#### AIM OF THE EXERCISE:
Please output each line of the data exactly as it appears.
┄┄┄┄┄┄
use std::sync::Arc;
use std::thread;

use graph_forge::dataset::{self, DatasetWriter, read_manifest};
use graph_forge::{
    DatasetAssembler, GraphRecord, MoleculeReport, MoleculeStatus, Provenance, RejectionCounts,
    RunMetadata,
};
use tempfile::TempDir;

fn record(molecule_index: usize, conformation_index: usize) -> GraphRecord {
    GraphRecord {
        provenance: Provenance {
            molecule_index,
            conformation_index,
            molecule_id: format!("m{molecule_index}"),
        },
        nodes: Vec::new(),
        edges: Vec::new(),
        angles: Vec::new(),
        propers: Vec::new(),
        impropers: Vec::new(),
        positions: Vec::new(),
        energy: -1.0,
        relative_energy: 0.0,
        forces: Vec::new(),
    }
}

fn report(molecule_index: usize, accepted: usize) -> MoleculeReport {
    MoleculeReport {
        molecule_id: format!("m{molecule_index}"),
        molecule_index,
        atom_count: 0,
        conformations: accepted,
        status: MoleculeStatus::Assigned,
        accepted,
        rejected: RejectionCounts::default(),
        reference_energy: Some(-1.0),
    }
}

#[test]
fn workers_finishing_out_of_order_still_yield_store_order() {
    let assembler = Arc::new(DatasetAssembler::new(RunMetadata::new("order")));

    let handles: Vec<_> = (0..4)
        .rev()
        .map(|molecule| {
            let assembler = Arc::clone(&assembler);
            thread::spawn(move || {
                for conformation in (0..5).rev() {
                    assembler.add(record(molecule, conformation)).unwrap();
                }
                assembler.record_molecule(report(molecule, 5)).unwrap();
            })
        })
        .collect();
    for handle in handles {
        handle.join().unwrap();
    }

    let dataset = assembler.finalize().unwrap();
    let keys: Vec<(usize, usize)> = dataset
        .records()
        .iter()
        .map(|r| (r.provenance.molecule_index, r.provenance.conformation_index))
        .collect();
    let expected: Vec<(usize, usize)> = (0..4).flat_map(|m| (0..5).map(move |c| (m, c))).collect();
    assert_eq!(keys, expected);

    let molecules: Vec<usize> = dataset
        .summary()
        .molecules
        .iter()
        .map(|r| r.molecule_index)
        .collect();
    assert_eq!(molecules, vec![0, 1, 2, 3]);
}

#[test]
fn second_finalize_fails_without_touching_the_dataset() {
    let tmp = TempDir::new().unwrap();
    let target = tmp.path().join("sealed");
    let assembler = DatasetAssembler::new(RunMetadata::new("sealed"))
        .with_writer(DatasetWriter::new(&target, false));
    assembler.add(record(0, 0)).unwrap();
    assembler.record_molecule(report(0, 1)).unwrap();

    let first = assembler.finalize().unwrap();
    assert_eq!(first.records().len(), 1);

    assert!(matches!(
        assembler.finalize(),
        Err(dataset::Error::AlreadyFinalized)
    ));
    assert!(matches!(
        assembler.add(record(0, 1)),
        Err(dataset::Error::AlreadyFinalized)
    ));
    assert_eq!(read_manifest(&target).unwrap().record_count, 1);
}

#[test]
fn unfinished_dataset_directory_is_not_accepted() {
    let tmp = TempDir::new().unwrap();
    let dir = tmp.path().join("partial");
    std::fs::create_dir_all(&dir).unwrap();
    std::fs::write(dir.join(dataset::RECORDS_FILE), "").unwrap();

    assert!(read_manifest(&dir).is_err());
}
┄┄┄┄┄┄
#### ANSWER SECTION:
use std::sync::Arc;
use std::thread;

use graph_forge::dataset::{self, DatasetWriter, read_manifest};
use graph_forge::{
    DatasetAssembler, GraphRecord, MoleculeReport, MoleculeStatus, Provenance, RejectionCounts,
    RunMetadata,
};
use tempfile::TempDir;

fn record(molecule_index: usize, conformation_index: usize) -> GraphRecord {
    GraphRecord {
        provenance: Provenance {
            molecule_index,
            conformation_index,
            molecule_id: format!("m{molecule_index}"),
        },
        nodes: Vec::new(),
        edges: Vec::new(),
        angles: Vec::new(),
        propers: Vec::new(),
        impropers: Vec::new(),
        positions: Vec::new(),
        energy: -1.0,
        relative_energy: 0.0,
        forces: Vec::new(),
    }
}

fn report(molecule_index: usize, accepted: usize) -> MoleculeReport {
    MoleculeReport {
        molecule_id: format!("m{molecule_index}"),
        molecule_index,
        atom_count: 0,
        conformations: accepted,
        status: MoleculeStatus::Assigned,
        accepted,
        rejected: RejectionCounts::default(),
        reference_energy: Some(-1.0),
    }
}

#[test]
fn workers_finishing_out_of_order_still_yield_store_order() {
    let assembler = Arc::new(DatasetAssembler::new(RunMetadata::new("order")));

    let handles: Vec<_> = (0..4)
        .rev()
        .map(|molecule| {
            let assembler = Arc::clone(&assembler);
            thread::spawn(move || {
                for conformation in (0..5).rev() {
                    assembler.add(record(molecule, conformation)).unwrap();
                }
                assembler.record_molecule(report(molecule, 5)).unwrap();
            })
        })
        .collect();
    for handle in handles {
        handle.join().unwrap();
    }

    let dataset = assembler.finalize().unwrap();
    let keys: Vec<(usize, usize)> = dataset
        .records()
        .iter()
        .map(|r| (r.provenance.molecule_index, r.provenance.conformation_index))
        .collect();
    let expected: Vec<(usize, usize)> = (0..4).flat_map(|m| (0..5).map(move |c| (m, c))).collect();
    assert_eq!(keys, expected);

    let molecules: Vec<usize> = dataset
        .summary()
        .molecules
        .iter()
        .map(|r| r.molecule_index)
        .collect();
    assert_eq!(molecules, vec![0, 1, 2, 3]);
}

#[test]
fn second_finalize_fails_without_touching_the_dataset() {
    let tmp = TempDir::new().unwrap();
    let target = tmp.path().join("sealed");
    let assembler = DatasetAssembler::new(RunMetadata::new("sealed"))
        .with_writer(DatasetWriter::new(&target, false));
    assembler.add(record(0, 0)).unwrap();
    assembler.record_molecule(report(0, 1)).unwrap();

    let first = assembler.finalize().unwrap();
    assert_eq!(first.records().len(), 1);

    assert!(matches!(
        assembler.finalize(),
        Err(dataset::Error::AlreadyFinalized)
    ));
    assert!(matches!(
        assembler.add(record(0, 1)),
        Err(dataset::Error::AlreadyFinalized)
    ));
    assert_eq!(read_manifest(&target).unwrap().record_count, 1);
}

#[test]
fn unfinished_dataset_directory_is_not_accepted() {
    let tmp = TempDir::new().unwrap();
    let dir = tmp.path().join("partial");
    std::fs::create_dir_all(&dir).unwrap();
    std::fs::write(dir.join(dataset::RECORDS_FILE), "").unwrap();

    assert!(read_manifest(&dir).is_err());
}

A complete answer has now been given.